Dozono Koichiro, Hachisuka Akiko, Wada Futoshi, Hachisuka Kenji
Department of Rehabilitation Medicine, Imamura Bun-in Hospital, Kagoshima, Japan.
Department of Rehabilitation Medicine, University of Occupational and Environmental Health, Kitakyushu, Japan.
J Stroke Cerebrovasc Dis. 2015 Aug;24(8):1841-7. doi: 10.1016/j.jstrokecerebrovasdis.2015.04.022. Epub 2015 May 18.
Poststroke patients reportedly experience entrapment neuropathies in the nonparetic upper extremities, and the use of an assistive device for long periods may increase this risk. We examined nerve conduction velocities in hemiparetic patients and investigated the relationship between abnormal measurements and duration of walking.

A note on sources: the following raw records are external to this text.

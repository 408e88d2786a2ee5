//! Time-of-day matching for the alarm poll loop.

use chrono::{DateTime, Datelike, TimeZone, Timelike};

use crate::models::Alarm;

/// Decide whether `alarm` is due at `now`.
///
/// The stored instant is converted into `now`'s timezone and compared by
/// hour and minute only, giving a match window of exactly one minute against
/// the one-minute poll cadence. Minutes missed while the process was
/// suspended are not caught up. Repeating alarms additionally require the
/// current weekday to be selected.
pub fn should_fire<Tz: TimeZone>(alarm: &Alarm, now: &DateTime<Tz>) -> bool {
    if !alarm.enabled {
        return false;
    }

    let scheduled = alarm.scheduled_at.with_timezone(&now.timezone());
    if scheduled.hour() != now.hour() || scheduled.minute() != now.minute() {
        return false;
    }

    alarm.is_one_time() || alarm.repeat_days.contains(now.weekday())
}
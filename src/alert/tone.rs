use rodio::Source;
use std::time::Duration;

const SAMPLE_RATE: u32 = 44100;
const FREQ_HZ: f32 = 880.0;
const PULSE_SECS: f32 = 0.55;

/// Classic pulsed alarm beep: an 880 Hz tone gated on and off once a second.
/// The source is infinite, so appending it to a sink loops it forever.
pub struct BeepTone {
    sample_rate: u32,
    samples: u64,
}

impl BeepTone {
    pub fn new() -> Self {
        Self {
            sample_rate: SAMPLE_RATE,
            samples: 0,
        }
    }
}

impl Default for BeepTone {
    fn default() -> Self {
        Self::new()
    }
}

impl Iterator for BeepTone {
    type Item = f32;

    fn next(&mut self) -> Option<Self::Item> {
        let t = self.samples as f32 / self.sample_rate as f32;
        self.samples = self.samples.wrapping_add(1);

        let phase = t.fract();
        if phase < PULSE_SECS {
            // Short attack/decay ramps keep the gate from clicking.
            let edge = (phase / 0.01).min(1.0) * ((PULSE_SECS - phase) / 0.01).min(1.0);
            let value = (t * FREQ_HZ * std::f32::consts::TAU).sin();
            Some(value * edge * 0.8)
        } else {
            Some(0.0)
        }
    }
}

impl Source for BeepTone {
    fn current_frame_len(&self) -> Option<usize> {
        None
    }

    fn channels(&self) -> u16 {
        1
    }

    fn sample_rate(&self) -> u32 {
        self.sample_rate
    }

    fn total_duration(&self) -> Option<Duration> {
        None
    }
}
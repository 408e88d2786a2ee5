pub mod controller;
mod poller;

#[cfg(test)]
mod controller_tests;

pub use controller::AlarmEngine;
use std::sync::{
    atomic::{AtomicBool, AtomicUsize, Ordering},
    Arc, Mutex as StdMutex,
};
use std::time::Duration;

use anyhow::{anyhow, Result};
use async_trait::async_trait;
use chrono::{DateTime, Datelike, Local, TimeZone, Timelike, Utc, Weekday};

use crate::{
    alert::{AlertResource, ReleaseOutcome},
    challenge::Submission,
    events::EngineEvent,
    identity::{Identity, SessionIdentity},
    models::{Alarm, MissionKind, RepeatDays},
    store::{AlarmFlags, AlarmStore},
};

use super::AlarmEngine;

struct MemoryStore {
    alarms: StdMutex<Vec<Alarm>>,
    queries: AtomicUsize,
    fail_queries: AtomicBool,
}

impl MemoryStore {
    fn new(alarms: Vec<Alarm>) -> Self {
        Self {
            alarms: StdMutex::new(alarms),
            queries: AtomicUsize::new(0),
            fail_queries: AtomicBool::new(false),
        }
    }

    fn get(&self, alarm_id: &str) -> Option<Alarm> {
        self.alarms
            .lock()
            .unwrap()
            .iter()
            .find(|alarm| alarm.id == alarm_id)
            .cloned()
    }
}

#[async_trait]
impl AlarmStore for MemoryStore {
    async fn query_enabled_alarms(&self, owner_id: &str) -> Result<Vec<Alarm>> {
        self.queries.fetch_add(1, Ordering::SeqCst);
        if self.fail_queries.load(Ordering::SeqCst) {
            return Err(anyhow!("store unavailable"));
        }
        Ok(self
            .alarms
            .lock()
            .unwrap()
            .iter()
            .filter(|alarm| alarm.owner_id == owner_id && alarm.enabled)
            .cloned()
            .collect())
    }

    async fn update_alarm_flags(&self, alarm_id: &str, flags: AlarmFlags) -> Result<()> {
        let mut alarms = self.alarms.lock().unwrap();
        let alarm = alarms
            .iter_mut()
            .find(|alarm| alarm.id == alarm_id)
            .ok_or_else(|| anyhow!("alarm {alarm_id} not found"))?;
        if let Some(enabled) = flags.enabled {
            alarm.enabled = enabled;
        }
        if let Some(triggered) = flags.triggered {
            alarm.triggered = triggered;
        }
        Ok(())
    }
}

struct FakeAlert {
    acquires: AtomicUsize,
    releases: AtomicUsize,
    ringing: AtomicBool,
    fail_acquire: AtomicBool,
}

impl FakeAlert {
    fn new() -> Self {
        Self {
            acquires: AtomicUsize::new(0),
            releases: AtomicUsize::new(0),
            ringing: AtomicBool::new(false),
            fail_acquire: AtomicBool::new(false),
        }
    }

    fn failing() -> Self {
        let alert = Self::new();
        alert.fail_acquire.store(true, Ordering::SeqCst);
        alert
    }
}

impl AlertResource for FakeAlert {
    fn acquire(&self) -> std::result::Result<(), String> {
        self.acquires.fetch_add(1, Ordering::SeqCst);
        if self.fail_acquire.load(Ordering::SeqCst) {
            return Err("no audio device".to_string());
        }
        self.ringing.store(true, Ordering::SeqCst);
        Ok(())
    }

    fn release(&self) -> std::result::Result<ReleaseOutcome, String> {
        if self.ringing.swap(false, Ordering::SeqCst) {
            self.releases.fetch_add(1, Ordering::SeqCst);
            Ok(ReleaseOutcome::Released)
        } else {
            Ok(ReleaseOutcome::AlreadyIdle)
        }
    }

    fn is_ringing(&self) -> bool {
        self.ringing.load(Ordering::SeqCst)
    }
}

fn local_time(year: i32, month: u32, day: u32, hour: u32, minute: u32) -> DateTime<Local> {
    Local
        .with_ymd_and_hms(year, month, day, hour, minute, 0)
        .single()
        .expect("unambiguous local time")
}

fn alarm(
    id: &str,
    owner: &str,
    scheduled: DateTime<Local>,
    repeat_days: RepeatDays,
    mission: MissionKind,
) -> Alarm {
    let scheduled_at = scheduled.with_timezone(&Utc);
    Alarm {
        id: id.into(),
        owner_id: owner.into(),
        scheduled_at,
        repeat_days,
        mission,
        label: format!("alarm {id}"),
        enabled: true,
        triggered: false,
        created_at: scheduled_at,
        updated_at: scheduled_at,
    }
}

struct Harness {
    engine: AlarmEngine,
    store: Arc<MemoryStore>,
    alert: Arc<FakeAlert>,
}

fn harness(alarms: Vec<Alarm>, alert: FakeAlert) -> Harness {
    let store = Arc::new(MemoryStore::new(alarms));
    let alert = Arc::new(alert);
    let identity = Arc::new(SessionIdentity::signed_in(Identity::new("u1")));
    let engine = AlarmEngine::new(store.clone(), identity, alert.clone());
    Harness {
        engine,
        store,
        alert,
    }
}

#[tokio::test]
async fn one_time_alarm_rings_and_dismisses_after_retries() {
    // 2026-03-02 07:00 is a Monday.
    let now = local_time(2026, 3, 2, 7, 0);
    let h = harness(
        vec![alarm("a1", "u1", now, RepeatDays::none(), MissionKind::Math)],
        FakeAlert::new(),
    );
    let mut events = h.engine.subscribe();

    assert!(h.engine.evaluate_pass(now).await);
    assert!(h.engine.is_busy().await);
    assert!(h.alert.is_ringing());

    match events.recv().await.unwrap() {
        EngineEvent::AlarmTriggered {
            alarm,
            mission,
            silent,
        } => {
            assert_eq!(alarm.id, "a1");
            assert_eq!(mission, MissionKind::Math);
            assert!(!silent);
        }
        other => panic!("unexpected event: {other:?}"),
    }

    // Firing marked the one-time alarm triggered right away.
    assert!(h.store.get("a1").unwrap().triggered);
    assert!(h.store.get("a1").unwrap().enabled);

    // Two wrong answers, then the right one.
    assert_eq!(
        h.engine.submit_answer("wrong").await.unwrap(),
        Submission::Incorrect {
            attempts_remaining: 2
        }
    );
    assert_eq!(
        h.engine.submit_answer("also wrong").await.unwrap(),
        Submission::Incorrect {
            attempts_remaining: 1
        }
    );

    let answer = h.engine.active_expected_answer().await.unwrap();
    assert_eq!(
        h.engine.submit_answer(&answer).await.unwrap(),
        Submission::Satisfied
    );

    match events.recv().await.unwrap() {
        EngineEvent::MissionSatisfied { alarm_id } => assert_eq!(alarm_id, "a1"),
        other => panic!("unexpected event: {other:?}"),
    }

    assert!(!h.engine.is_busy().await);
    let stored = h.store.get("a1").unwrap();
    assert!(!stored.enabled);
    assert!(stored.triggered);
    assert_eq!(h.alert.releases.load(Ordering::SeqCst), 1);
    assert!(!h.alert.is_ringing());

    h.engine.shutdown().await;
    // Teardown release is idempotent: the count does not move again.
    assert_eq!(h.alert.releases.load(Ordering::SeqCst), 1);
}

#[tokio::test]
async fn repeating_alarm_respects_weekday_set() {
    let monday = local_time(2026, 3, 2, 6, 30);
    let tuesday = local_time(2026, 3, 3, 6, 30);
    let days = RepeatDays::none()
        .with(Weekday::Mon)
        .with(Weekday::Wed)
        .with(Weekday::Fri);
    let h = harness(
        vec![alarm("b1", "u1", monday, days, MissionKind::Typing)],
        FakeAlert::new(),
    );

    assert!(!h.engine.evaluate_pass(tuesday).await);
    assert!(!h.engine.is_busy().await);

    assert!(h.engine.evaluate_pass(monday).await);
    assert!(h.engine.is_busy().await);

    // Dismiss; a repeating alarm stays enabled.
    let answer = h.engine.active_expected_answer().await.unwrap();
    assert_eq!(
        h.engine.submit_answer(&answer).await.unwrap(),
        Submission::Satisfied
    );
    let stored = h.store.get("b1").unwrap();
    assert!(stored.enabled);
    assert!(!stored.triggered);

    h.engine.shutdown().await;
}

#[tokio::test]
async fn silent_alarm_is_still_dismissible() {
    let now = local_time(2026, 3, 2, 7, 0);
    let h = harness(
        vec![alarm("a1", "u1", now, RepeatDays::none(), MissionKind::Typing)],
        FakeAlert::failing(),
    );
    let mut events = h.engine.subscribe();

    assert!(h.engine.evaluate_pass(now).await);
    match events.recv().await.unwrap() {
        EngineEvent::AlarmTriggered { silent, .. } => assert!(silent),
        other => panic!("unexpected event: {other:?}"),
    }

    let (ringing, silent) = h.engine.active_alarm().await.unwrap();
    assert_eq!(ringing.id, "a1");
    assert!(silent);

    // The challenge is presented and solvable despite the dead speaker.
    let view = h.engine.active_challenge().await.unwrap();
    assert_eq!(view.kind, MissionKind::Typing);
    assert_eq!(
        h.engine.submit_answer(&view.prompt).await.unwrap(),
        Submission::Satisfied
    );
    assert!(!h.engine.is_busy().await);

    h.engine.shutdown().await;
}

#[tokio::test]
async fn double_evaluation_does_not_double_trigger() {
    let now = local_time(2026, 3, 2, 7, 0);
    let h = harness(
        vec![alarm("a1", "u1", now, RepeatDays::none(), MissionKind::Math)],
        FakeAlert::new(),
    );

    assert!(h.engine.evaluate_pass(now).await);
    // A second pass in the same minute (tick racing a foreground resume)
    // must be a no-op while the first trigger is live.
    assert!(!h.engine.evaluate_pass(now).await);
    assert_eq!(h.alert.acquires.load(Ordering::SeqCst), 1);

    h.engine.shutdown().await;
}

#[tokio::test]
async fn signed_out_pass_skips_the_store() {
    let now = local_time(2026, 3, 2, 7, 0);
    let store = Arc::new(MemoryStore::new(vec![alarm(
        "a1",
        "u1",
        now,
        RepeatDays::none(),
        MissionKind::Math,
    )]));
    let alert = Arc::new(FakeAlert::new());
    let identity = Arc::new(SessionIdentity::new());
    let engine = AlarmEngine::new(store.clone(), identity, alert.clone());

    assert!(!engine.evaluate_pass(now).await);
    assert_eq!(store.queries.load(Ordering::SeqCst), 0);
    assert_eq!(alert.acquires.load(Ordering::SeqCst), 0);
}

#[tokio::test]
async fn store_failure_is_swallowed_and_retried_next_cycle() {
    let now = local_time(2026, 3, 2, 7, 0);
    let h = harness(
        vec![alarm("a1", "u1", now, RepeatDays::none(), MissionKind::Math)],
        FakeAlert::new(),
    );
    h.store.fail_queries.store(true, Ordering::SeqCst);

    assert!(!h.engine.evaluate_pass(now).await);
    assert!(!h.engine.is_busy().await);

    // Store recovers; the next pass triggers normally.
    h.store.fail_queries.store(false, Ordering::SeqCst);
    assert!(h.engine.evaluate_pass(now).await);

    h.engine.shutdown().await;
}

#[tokio::test]
async fn only_first_match_triggers_per_pass() {
    let now = local_time(2026, 3, 2, 7, 0);
    let h = harness(
        vec![
            alarm("a1", "u1", now, RepeatDays::none(), MissionKind::Math),
            alarm("a2", "u1", now, RepeatDays::none(), MissionKind::Typing),
        ],
        FakeAlert::new(),
    );

    assert!(h.engine.evaluate_pass(now).await);
    assert_eq!(h.alert.acquires.load(Ordering::SeqCst), 1);
    // The second due alarm was left alone.
    assert!(!h.store.get("a2").unwrap().triggered);

    h.engine.shutdown().await;
}

#[tokio::test]
async fn sign_out_mid_ring_silences_and_stops() {
    let now = local_time(2026, 3, 2, 7, 0);
    let store = Arc::new(MemoryStore::new(vec![alarm(
        "a1",
        "u1",
        now,
        RepeatDays::none(),
        MissionKind::Math,
    )]));
    let alert = Arc::new(FakeAlert::new());
    let session = Arc::new(SessionIdentity::signed_in(Identity::new("u1")));
    let engine = AlarmEngine::new(store.clone(), session.clone(), alert.clone());

    engine.start().await;
    assert!(engine.evaluate_pass(now).await);
    assert!(alert.is_ringing());

    session.sign_out();
    // Give the identity watcher a chance to run.
    tokio::time::timeout(Duration::from_secs(2), async {
        while engine.is_busy().await || alert.is_ringing() {
            tokio::time::sleep(Duration::from_millis(10)).await;
        }
    })
    .await
    .expect("sign-out should silence and clear the trigger");

    engine.shutdown().await;
}

#[tokio::test]
async fn started_engine_triggers_from_the_poll_loop() {
    // Keep clear of the minute boundary so the alarm created for "now"
    // still matches when the loop evaluates it.
    let mut now = Local::now();
    if now.second() >= 58 {
        tokio::time::sleep(Duration::from_secs(3)).await;
        now = Local::now();
    }

    let h = harness(
        vec![alarm("a1", "u1", now, RepeatDays::none(), MissionKind::Math)],
        FakeAlert::new(),
    );
    let engine = h.engine.clone().with_poll_interval(Duration::from_millis(50));
    let mut events = engine.subscribe();

    engine.start().await;

    let event = tokio::time::timeout(Duration::from_secs(5), events.recv())
        .await
        .expect("alarm should trigger from the poll loop")
        .unwrap();
    assert!(matches!(event, EngineEvent::AlarmTriggered { .. }));

    engine.shutdown().await;
}

#[tokio::test]
async fn check_now_is_ignored_while_ringing() {
    let now = local_time(2026, 3, 2, 7, 0);
    let h = harness(
        vec![alarm("a1", "u1", now, RepeatDays::none(), MissionKind::Math)],
        FakeAlert::new(),
    );

    assert!(h.engine.evaluate_pass(now).await);
    // Must not queue a wake permit that would re-evaluate right after
    // dismissal.
    h.engine.check_now().await;
    assert_eq!(h.alert.acquires.load(Ordering::SeqCst), 1);

    h.engine.shutdown().await;
}

#[test]
fn weekday_fixture_dates_are_what_the_tests_assume() {
    assert_eq!(local_time(2026, 3, 2, 7, 0).weekday(), Weekday::Mon);
    assert_eq!(local_time(2026, 3, 3, 6, 30).weekday(), Weekday::Tue);
}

Twenty-eight male hemiparetic outpatients who used a cane or a crutch participated in this study. Clinical characteristics such as age, period of time from stroke onset, side and severity of paresis, activities of daily living, and basic ability to walk, as well as each patient's approximate number of hours walking per day, were collected. Electrophysiological evaluation was performed via nerve conduction studies of the median, ulnar, and radial nerves. The clinical features were compared between patients with and without peripheral neuropathies.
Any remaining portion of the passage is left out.